Panggilan telepon berakhir. Nisa langsung bergegas meninggalkan gedung kantor dan kemudian datang ke taman yang dijanjikan. Di sana dia menunggu Ricky di sebuah bangku taman, tetapi Ricky tidak kunjung datang juga dan lambat laun kesabaran Nisa pun mulai habis.


KRUKK ...


Tiba-tiba keluar suara daei perut Nisa. Dirinya yang sudah agak lemas pun memegangi perutnya.


Ricky mana sih? Kalau tahu bakalan lama seharusnya tadi aku makan dulu. Awas ya, nanti akan aku buat perhitungan sama kamu!


"Nisa! Kamu dimana?!" teriak Ricky dari kejauhan.


"Eh!? Ricky, aku di sini!" Nisa melambaikan tangannya, dia langsung semringah saat melihat kedatangan pacarnya.


Ricky mendekat lalu ikut duduk di sebelah Nisa. "Ini! Aku bawakan sesuatu untukmu!" ucap Ricky dengan wajah memerah sambil menyerahkan sebuah benda berbentuk kotak kepada Nisa.

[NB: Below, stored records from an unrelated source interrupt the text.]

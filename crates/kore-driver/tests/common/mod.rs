//! A fake CUDA driver: every bound symbol maps to a stub that records its
//! arguments and returns a result code unique to that symbol.

#![allow(dead_code)]

use std::cell::RefCell;
use std::ffi::{c_char, c_int, c_uint, c_void, CStr};
use std::ptr::NonNull;
use std::sync::atomic::{AtomicUsize, Ordering};
use std::sync::Arc;

use kore_driver::ffi::*;
use kore_driver::{DriverError, DriverLibrary, SymbolMap};

/// One recorded stub invocation: exported symbol and its arguments as integers.
#[derive(Debug, Clone, PartialEq, Eq)]
pub struct Call {
    pub symbol: &'static str,
    pub args: Vec<usize>,
}

thread_local! {
    static CALLS: RefCell<Vec<Call>> = const { RefCell::new(Vec::new()) };
}

fn record(symbol: &'static str, args: Vec<usize>) {
    CALLS.with(|c| c.borrow_mut().push(Call { symbol, args }));
}

/// Drain the calls recorded on this thread.
pub fn take_calls() -> Vec<Call> {
    CALLS.with(|c| std::mem::take(&mut *c.borrow_mut()))
}

/// Expect exactly one recorded call on this thread.
pub fn single_call() -> Call {
    let mut calls = take_calls();
    assert_eq!(calls.len(), 1, "expected one forwarded call, got {:?}", calls);
    calls.remove(0)
}

macro_rules! stubs {
    ($( $stub:ident = $exported:literal => $code:expr, ($($arg:ident : $ty:ty),*); )*) => {
        $(
            extern "system" fn $stub($($arg: $ty),*) -> CuResult {
                record($exported, vec![$($arg as usize),*]);
                $code
            }
        )*

        fn register_stubs(map: &mut SymbolMap) {
            $( map.insert($exported, $stub as usize as *const c_void); )*
        }

        /// Result code each stub returns, by exported name.
        pub fn stub_code(exported: &str) -> CuResult {
            match exported {
                $( $exported => $code, )*
                "cuGetErrorName" | "cuGetErrorString" => CUDA_SUCCESS,
                other => panic!("no stub for {}", other),
            }
        }
    };
}

stubs! {
    stub_func_set_attribute = "cuFuncSetAttribute" => 1003, (f: CuFunction, a: CuFunctionAttribute, v: c_int);
    stub_link_complete = "cuLinkComplete" => 1004, (s: CuLinkState, out: *mut *mut c_void, size: *mut usize);
    stub_module_unload = "cuModuleUnload" => 1005, (m: CuModule);
    stub_link_destroy = "cuLinkDestroy" => 1006, (s: CuLinkState);
    stub_module_load_data = "cuModuleLoadData" => 1007, (m: *mut CuModule, image: *const c_void);
    stub_link_create = "cuLinkCreate_v2" => 1008, (n: c_uint, o: *mut CuJitOption, v: *mut *mut c_void, s: *mut CuLinkState);
    stub_module_get_function = "cuModuleGetFunction" => 1009, (f: *mut CuFunction, m: CuModule, n: *const c_char);
    stub_module_get_global = "cuModuleGetGlobal_v2" => 1010, (d: *mut CuDeviceptr, b: *mut usize, m: CuModule, n: *const c_char);
    stub_library_get_kernel = "cuLibraryGetKernel" => 1011, (k: *mut CuKernel, l: CuLibrary, n: *const c_char);
    stub_library_load_data = "cuLibraryLoadData" => 1012, (l: *mut CuLibrary, code: *const c_void, jo: *mut CuJitOption, jv: *mut *mut c_void, jn: c_uint, lo: *mut CuLibraryOption, lv: *mut *mut c_void, ln: c_uint);
    stub_library_get_global = "cuLibraryGetGlobal" => 1013, (d: *mut CuDeviceptr, b: *mut usize, l: CuLibrary, n: *const c_char);
    stub_library_unload = "cuLibraryUnload" => 1014, (l: CuLibrary);
    stub_kernel_set_attribute = "cuKernelSetAttribute" => 1015, (a: CuFunctionAttribute, v: c_int, k: CuKernel, d: CuDevice);
    stub_ctx_get_device = "cuCtxGetDevice" => 1016, (d: *mut CuDevice);
    stub_link_add_file = "cuLinkAddFile_v2" => 1017, (s: CuLinkState, t: CuJitInputType, p: *const c_char, n: c_uint, o: *mut CuJitOption, v: *mut *mut c_void);
    stub_link_add_data = "cuLinkAddData_v2" => 1018, (s: CuLinkState, t: CuJitInputType, d: *mut c_void, size: usize, name: *const c_char, n: c_uint, o: *mut CuJitOption, v: *mut *mut c_void);
    stub_launch_cooperative_kernel = "cuLaunchCooperativeKernel" => 1019, (f: CuFunction, gx: c_uint, gy: c_uint, gz: c_uint, bx: c_uint, by: c_uint, bz: c_uint, sm: c_uint, st: CuStream, kp: *mut *mut c_void);
    stub_launch_kernel = "cuLaunchKernel" => 1020, (f: CuFunction, gx: c_uint, gy: c_uint, gz: c_uint, bx: c_uint, by: c_uint, bz: c_uint, sm: c_uint, st: CuStream, kp: *mut *mut c_void, ex: *mut *mut c_void);
    stub_launch_kernel_ex = "cuLaunchKernelEx" => 1021, (c: *const CuLaunchConfig, f: CuFunction, kp: *mut *mut c_void, ex: *mut *mut c_void);
    stub_tensor_map_encode_tiled = "cuTensorMapEncodeTiled" => 1022, (m: *mut CuTensorMap, dt: CuTensorMapDataType, r: Cuuint32, ga: *mut c_void, gd: *const Cuuint64, gs: *const Cuuint64, bd: *const Cuuint32, es: *const Cuuint32, il: CuTensorMapInterleave, sw: CuTensorMapSwizzle, l2: CuTensorMapL2Promotion, oob: CuTensorMapFloatOobFill);
    stub_memcpy_dtoh = "cuMemcpyDtoH_v2" => 1023, (dst: *mut c_void, src: CuDeviceptr, n: usize);
    stub_device_get_attribute = "cuDeviceGetAttribute" => 1024, (pi: *mut c_int, a: CuDeviceAttribute, d: CuDevice);
    stub_occupancy_max_active_clusters = "cuOccupancyMaxActiveClusters" => 1025, (n: *mut c_int, f: CuFunction, c: *const CuLaunchConfig);
}

// Error-name stubs write static strings, so they are written out by hand.

extern "system" fn stub_get_error_name(error: CuResult, p_str: *mut *const c_char) -> CuResult {
    record("cuGetErrorName", vec![error as usize, p_str as usize]);
    let name: &'static CStr = match error {
        CUDA_SUCCESS => c"CUDA_SUCCESS",
        CUDA_ERROR_INVALID_VALUE => c"CUDA_ERROR_INVALID_VALUE",
        _ => return CUDA_ERROR_INVALID_VALUE,
    };
    unsafe { *p_str = name.as_ptr() };
    CUDA_SUCCESS
}

extern "system" fn stub_get_error_string(error: CuResult, p_str: *mut *const c_char) -> CuResult {
    record("cuGetErrorString", vec![error as usize, p_str as usize]);
    let text: &'static CStr = match error {
        CUDA_SUCCESS => c"no error",
        CUDA_ERROR_INVALID_VALUE => c"invalid argument",
        _ => return CUDA_ERROR_INVALID_VALUE,
    };
    unsafe { *p_str = text.as_ptr() };
    CUDA_SUCCESS
}

/// A symbol map exposing every bound entry point.
pub fn fake_symbols() -> SymbolMap {
    let mut map = SymbolMap::new("fake-libcuda");
    map.insert("cuGetErrorName", stub_get_error_name as usize as *const c_void)
        .insert("cuGetErrorString", stub_get_error_string as usize as *const c_void);
    register_stubs(&mut map);
    map
}

/// Fake library that counts how often it is opened and closed.
pub struct CountingLibrary {
    symbols: SymbolMap,
    closes: Arc<AtomicUsize>,
}

#[derive(Clone, Default)]
pub struct Counters {
    pub opens: Arc<AtomicUsize>,
    pub closes: Arc<AtomicUsize>,
}

impl Counters {
    pub fn opens(&self) -> usize {
        self.opens.load(Ordering::SeqCst)
    }

    pub fn closes(&self) -> usize {
        self.closes.load(Ordering::SeqCst)
    }

    /// "Open" a fake library, counting the open.
    pub fn open(&self, symbols: SymbolMap) -> Box<dyn DriverLibrary> {
        self.opens.fetch_add(1, Ordering::SeqCst);
        Box::new(CountingLibrary { symbols, closes: Arc::clone(&self.closes) })
    }
}

impl DriverLibrary for CountingLibrary {
    fn name(&self) -> &str {
        self.symbols.name()
    }

    fn symbol(&self, name: &CStr) -> Option<NonNull<c_void>> {
        self.symbols.symbol(name)
    }

    fn close(self: Box<Self>) -> Result<(), DriverError> {
        self.closes.fetch_add(1, Ordering::SeqCst);
        Ok(())
    }
}

/// In-memory sink for `tracing_subscriber::fmt`, so tests can read back
/// what was logged.
#[derive(Clone, Default)]
pub struct CapturedLog(Arc<parking_lot::Mutex<Vec<u8>>>);

impl CapturedLog {
    pub fn contents(&self) -> String {
        String::from_utf8_lossy(&self.0.lock()).into_owned()
    }
}

impl std::io::Write for CapturedLog {
    fn write(&mut self, buf: &[u8]) -> std::io::Result<usize> {
        self.0.lock().extend_from_slice(buf);
        Ok(buf.len())
    }

    fn flush(&mut self) -> std::io::Result<()> {
        Ok(())
    }
}

impl<'a> tracing_subscriber::fmt::MakeWriter<'a> for CapturedLog {
    type Writer = CapturedLog;

    fn make_writer(&'a self) -> Self::Writer {
        self.clone()
    }
}

/// Run `f` under a DEBUG-level fmt subscriber and return everything it logged.
pub fn capture_debug_log(f: impl FnOnce()) -> String {
    let log = CapturedLog::default();
    let subscriber = tracing_subscriber::fmt()
        .with_max_level(tracing::Level::DEBUG)
        .with_ansi(false)
        .with_writer(log.clone())
        .finish();
    tracing::subscriber::with_default(subscriber, f);
    log.contents()
}
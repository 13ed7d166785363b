use crate::metadata::EntityMetadata;
use crate::query::Fragment;

use super::conditions::build_like_condition;

/// Build the free-text search group: one `ILIKE` per resolvable field, ORed
/// together and wrapped in parentheses.
///
/// Blank terms produce nothing. Search fields are resolved one by one; empty
/// or unknown names are dropped individually, and the whole group is only
/// omitted when none of them resolve.
#[must_use]
pub fn build_search_condition(
    term: Option<&str>,
    fields: &[String],
    metadata: &EntityMetadata,
) -> Option<Fragment> {
    let term = term.map(str::trim).filter(|term| !term.is_empty())?;

    let parts: Vec<Fragment> = fields
        .iter()
        .filter_map(|field| {
            let column = metadata.resolve(field);
            if column.is_none() {
                tracing::trace!(field = %field, "Dropping search on unknown field");
            }
            column
        })
        .map(|column| build_like_condition(column, term))
        .collect();

    if parts.is_empty() {
        return None;
    }

    Some(Fragment::join(parts, " OR ").parenthesized())
}
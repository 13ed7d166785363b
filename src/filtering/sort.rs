use sea_orm::sea_query::Order;

use crate::metadata::EntityMetadata;

/// Convert a sort direction to `Order`.
///
/// Case-insensitive; only `desc` sorts descending, anything else is ascending.
fn parse_order(direction: &str) -> Order {
    if direction.trim().eq_ignore_ascii_case("DESC") {
        Order::Desc
    } else {
        Order::Asc
    }
}

fn order_keyword(order: &Order) -> &'static str {
    match order {
        Order::Desc => "DESC",
        _ => "ASC",
    }
}

/// Build the `ORDER BY` clause.
///
/// Columns and directions are paired by position. A length mismatch, or no
/// columns at all, means no ordering. Columns that do not resolve are
/// dropped; if none resolve the clause is omitted.
#[must_use]
pub fn build_order_by(
    columns: &[String],
    directions: &[String],
    metadata: &EntityMetadata,
) -> Option<String> {
    if columns.is_empty() || columns.len() != directions.len() {
        return None;
    }

    let terms: Vec<String> = columns
        .iter()
        .zip(directions)
        .filter_map(|(column, direction)| {
            let Some(physical) = metadata.resolve(column) else {
                tracing::trace!(column = %column, "Dropping sort on unknown field");
                return None;
            };
            Some(format!("{physical} {}", order_keyword(&parse_order(direction))))
        })
        .collect();

    if terms.is_empty() {
        return None;
    }

    Some(format!("ORDER BY {}", terms.join(", ")))
}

"Isinya apa?" tanya Nisa sambil mengocok kotak tersebut.


"Tunggu, jangan dikocok! Ini makanan yang aku buat sendiri! Aku hias dengan bagus, kalau dikocok pasti sekarang sudah hancur," keluh Ricky dengan nada kecewa.


"Haha, maaf. Aku benar-benar nggak tahu. Tapi gapapa hancur, rasanya nggak akan berubah. Kok kamu tumben bawa makanan buat aku?" tanya Nisa dengan senyum canggung.


"Ehmm ... ya karena aku ingin. Nanti jangan lupa kasih penilaian untukku, ya!"


"Siap! Nanti akan aku kasih penilaian sejujur-jujurnnya!"


"Oh iya, ngomong-ngomong ... ayo kita kencan lagi! Lusa kan puncak acara ulang tahun taman hiburan. Kita bisa naik kincir ria juga, mau ya?" tanya Ricky dengan senyuman dan tatapan berharap.


"Ya, aku mau," jawab Nisa sambil mengangguk.


Cih, Pasti Ricky sudah ketagihan naik kincir ria karena ciuman itu. Tapi bukan masalah, berkat itu harapanku jadi kenyataan. Aku bisa menghabiskan waktu dengan orang yang aku suka itu merupakan kebahagiaan. Jadi terima saja ajakan dari Ricky.


Lagi pula sekarang aku bisa bersantai, ini berkat pak CEO juga yang meminjamkan uang padaku. Hehe, ternyata jalan keluar dari masalah bisa datang dari mana saja.


"Nisa, ngomong-ngomong ... kenapa bajumu formal seperti itu?" tanya Ricky penasaran.


"Ah, ini berhubungan dengan tugas proyek dari pak dekan yang pernah aku ceritakan. Emm ... bisa dibilang sekarang aku sedang melakukan pengamatan dan mengumpulkan informasi di lapangan!"


"Oh, begitu. Baguslah, sekarang aku harus pergi!"


"Eh? Kok cuma sebentar? Nggak mau makan bareng?" tanya Nisa dengan ekspresi sedikit kecewa.


"Jarak rumah sakit dari sini cukup jauh, jam istirahatku cuma sedikit. Mohon pengertiannya ya pacarku~" ucap Ricky yang kemudian mencium kening Nisa.


"Oke, hati-hati di jalan!" Wajah Nisa memerah.


Tenanglah ... masih ada banyak waktu yang bisa aku habiskan bersama Ricky. Uang penebus perjanjian juga sudah berada di tangan, akhirnya aku bisa mengakhiri kegelisahanku selama ini.


***


Sore harinya saat jam pulang kerja. Saat ini Nisa sedang dalam perjalan pulang, dia berjalan di trotoar yang ramai dilewati oleh orang-orang.


"Huft ..." Nisa menghela napas penuh kelegaan.


Akhirnya selesai, aku sudah mentransfer uangnya ke ayah. Beban hidupku akhirnya berkurang.


BUZZ BUZZ


BUZZ BUZZ


Ponsel Nisa berdering, saat dia memeriksanya, orang yang meneleponnya tidak lain adalah ayahnya sendiri.


"Halo, ayah?"


"Halo pantatmu! Dasar bocah gila! Apa yang sudah kau lakukan?!" teriaknya sekencang mungkin sampai membuat Nisa kaget.